En Venezuela ya no se respira vida ni esperanza. El hambre, la desnutrición y el desasosiego cotidiano es la cruel realidad que amenaza cada amanecer tanto al pobre, como al menos pobre. La revolución se encargó de enterrar el vigor y la existencia del porvenir. Ni siquiera el aire decembrino ha dado vitalidad al venezolano. Al contrario, el saber que la hallaca ni el pan de jamón, el pernil o el pollo horneado ya no estarán en sus mesas para celebrar la navidad les agobia y llena de penumbras su horizonte, ya tan marchito por el trajinar diario en la búsqueda incesante de los alimentos y medicamentos que ya no existen o que ya no se pueden comprar por sus precios tan elevados y que muestran que ese bolívar fuerte de la reconversión monetaria vale menos que el papel con que se fabrica. Una  moneda que deshora a El Libertador por su desvalor y por su escasez en cualesquiera de su presentación del cono monetario.  Su capacidad de compra es poca,  pese a que es la moneda representativa  de un país productor y exportador de petróleo, tan igual que Dubái y Arabia, pero tan distintos en la alta calidad de vida que gozan sus pobladores .

La Venezuela del compartir con el hermano un bocado de pan o con el vecino una taza con café se esfumó entre el miedo de salir a la calle y ser asaltado y frente al  estrés diario producido por el apuro de conformar una cola para obtener un producto regulado, así como con  el quebrantamiento físico, mental y espiritual originado al notar que la calidad de tu vida y la de los tuyos  merma cada vez más y no para de descender hacia el foso de los miserables desde que los revolucionarios  inventaron transformar el Estado en Comunista.

Es un desconsuelo y un infierno confrontar la realidad del hambre, la enfermedad, la pobreza,  los monederos vacíos y demás calamidades impulsadas desde un gobierno que desde hace rato perdió la brújula para gobernar y lleva al país a la deriva con el único propósito de que sus moradores se conviertan en náufragos y hundan para siempre sus planes progresistas y le sigan en su proyecto político adjudicatario del pensamiento único, la economía comunal y el totalitarismo.

La longevidad esta negada a las nuevas generaciones de venezolanos.
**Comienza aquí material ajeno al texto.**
//! Google Translate TTS fallback.
//!
//! The endpoint only accepts short inputs, so longer text is split into
//! chunks and the returned MP3 segments are concatenated in order.

use super::{AudioFormat, FallbackSynthesizer, SynthesizedAudio};
use crate::error::SynthesisError;
use async_trait::async_trait;
use std::time::Duration;
use tracing::debug;

pub const DEFAULT_BASE_URL: &str = "https://translate.google.com";
const MAX_CHUNK_CHARS: usize = 100;
const BREAK_CHARS: &[char] = &['、', '。', '，', '．', '！', '？', ',', '.', '!', '?', ';', ':'];

pub struct GttsFallback {
    client: reqwest::Client,
    base_url: String,
    language: String,
    timeout: Duration,
}

impl GttsFallback {
    pub fn new(base_url: impl Into<String>, language: impl Into<String>, timeout: Duration) -> Self {
        Self {
            client: reqwest::Client::new(),
            base_url: base_url.into(),
            language: language.into(),
            timeout,
        }
    }

    async fn fetch_chunk(
        &self,
        chunk: &str,
        index: usize,
        total: usize,
    ) -> Result<Vec<u8>, SynthesisError> {
        let url = format!("{}/translate_tts", self.base_url.trim_end_matches('/'));
        let (idx, total, textlen) = (
            index.to_string(),
            total.to_string(),
            chunk.chars().count().to_string(),
        );
        let resp = self
            .client
            .get(&url)
            .query(&[
                ("ie", "UTF-8"),
                ("q", chunk),
                ("tl", self.language.as_str()),
                ("client", "tw-ob"),
                ("idx", idx.as_str()),
                ("total", total.as_str()),
                ("textlen", textlen.as_str()),
            ])
            .header(reqwest::header::USER_AGENT, "Mozilla/5.0")
            .timeout(self.timeout)
            .send()
            .await
            .map_err(|e| SynthesisError::FallbackUnavailable(format!("gtts request: {}", e)))?;

        if !resp.status().is_success() {
            return Err(SynthesisError::FallbackUnavailable(format!(
                "gtts returned HTTP {}",
                resp.status().as_u16()
            )));
        }

        let bytes = resp
            .bytes()
            .await
            .map_err(|e| SynthesisError::FallbackUnavailable(format!("gtts body: {}", e)))?;
        Ok(bytes.to_vec())
    }
}

#[async_trait]
impl FallbackSynthesizer for GttsFallback {
    fn id(&self) -> &'static str {
        "gtts"
    }

    async fn synthesize(&self, text: &str) -> Result<SynthesizedAudio, SynthesisError> {
        let chunks = split_chunks(text, MAX_CHUNK_CHARS);
        if chunks.is_empty() {
            return Err(SynthesisError::EmptyText);
        }

        let mut bytes = Vec::new();
        for (index, chunk) in chunks.iter().enumerate() {
            bytes.extend(self.fetch_chunk(chunk, index, chunks.len()).await?);
        }
        if bytes.is_empty() {
            return Err(SynthesisError::FallbackUnavailable(
                "gtts returned no audio".to_string(),
            ));
        }

        debug!(chunks = chunks.len(), bytes = bytes.len(), "gtts fallback synthesized");
        Ok(SynthesizedAudio {
            bytes,
            format: AudioFormat::Mp3,
        })
    }
}

/// Split `text` into pieces of at most `max_chars` characters, cutting after
/// the last whitespace or punctuation mark when one is available.
fn split_chunks(text: &str, max_chars: usize) -> Vec<String> {
    let mut chunks = Vec::new();
    let mut current = String::new();
    let mut count = 0;
    let mut last_break: Option<usize> = None;

    for c in text.chars() {
        current.push(c);
        count += 1;
        if c.is_whitespace() || BREAK_CHARS.contains(&c) {
            last_break = Some(current.len());
        }

        if count == max_chars {
            let rest = match last_break.take() {
                Some(at) if at < current.len() => current.split_off(at),
                _ => String::new(),
            };
            push_trimmed(&mut chunks, &current);
            count = rest.chars().count();
            current = rest;
        }
    }
    push_trimmed(&mut chunks, &current);
    chunks
}

fn push_trimmed(chunks: &mut Vec<String>, piece: &str) {
    let piece = piece.trim();
    if !piece.is_empty() {
        chunks.push(piece.to_string());
    }
}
De no frenarse la inflación, no sólo los niños sufrirán de desnutrición. También ese destino le alcanzará a los jóvenes y ancianos, si antes no le arrebata la vida la delincuencia y los malhechores. Venezuela se está muriendo, porque su gente igualmente lo está haciendo. Ya no alcanza el dinero que se gana para comprar el pan, menos huevos y arroz. Las frutas u hortalizas no paran de subir sus precios, mientras el plátano y la yuca, en la mesa comienzan a escasear, como la pasta y el puré de papas. El hambre borró la sonrisa del venezolano, mientras el cansancio y el sueño lo encarcelan en un desgano  por la anemia que le roba sus fuerzas y la falta de electrolitos que le mantiene inerte.

La democracia también se acaba. No sólo el bolívar se encuentra ausente. La libertad de expresión ya no puede ni siquiera hablar. Está controlada desde cuatro paredes y quien se exprese de más le ponen los ganchos o le quitan el dial y la señal. La Ley Contra el Odio al parecer solo regirá el verbo locuaz del opositor, mientras que el de los revolucionarios lo amparará, aunque sus labios únicamente pronuncien descalificativos que prostituyen la vida del adversario, manchan su hoja de vida o desdibujan su pensamiento progresista, democrático y libertario. Un panorama desolador que demuestra que la muerte acecha a Venezuela.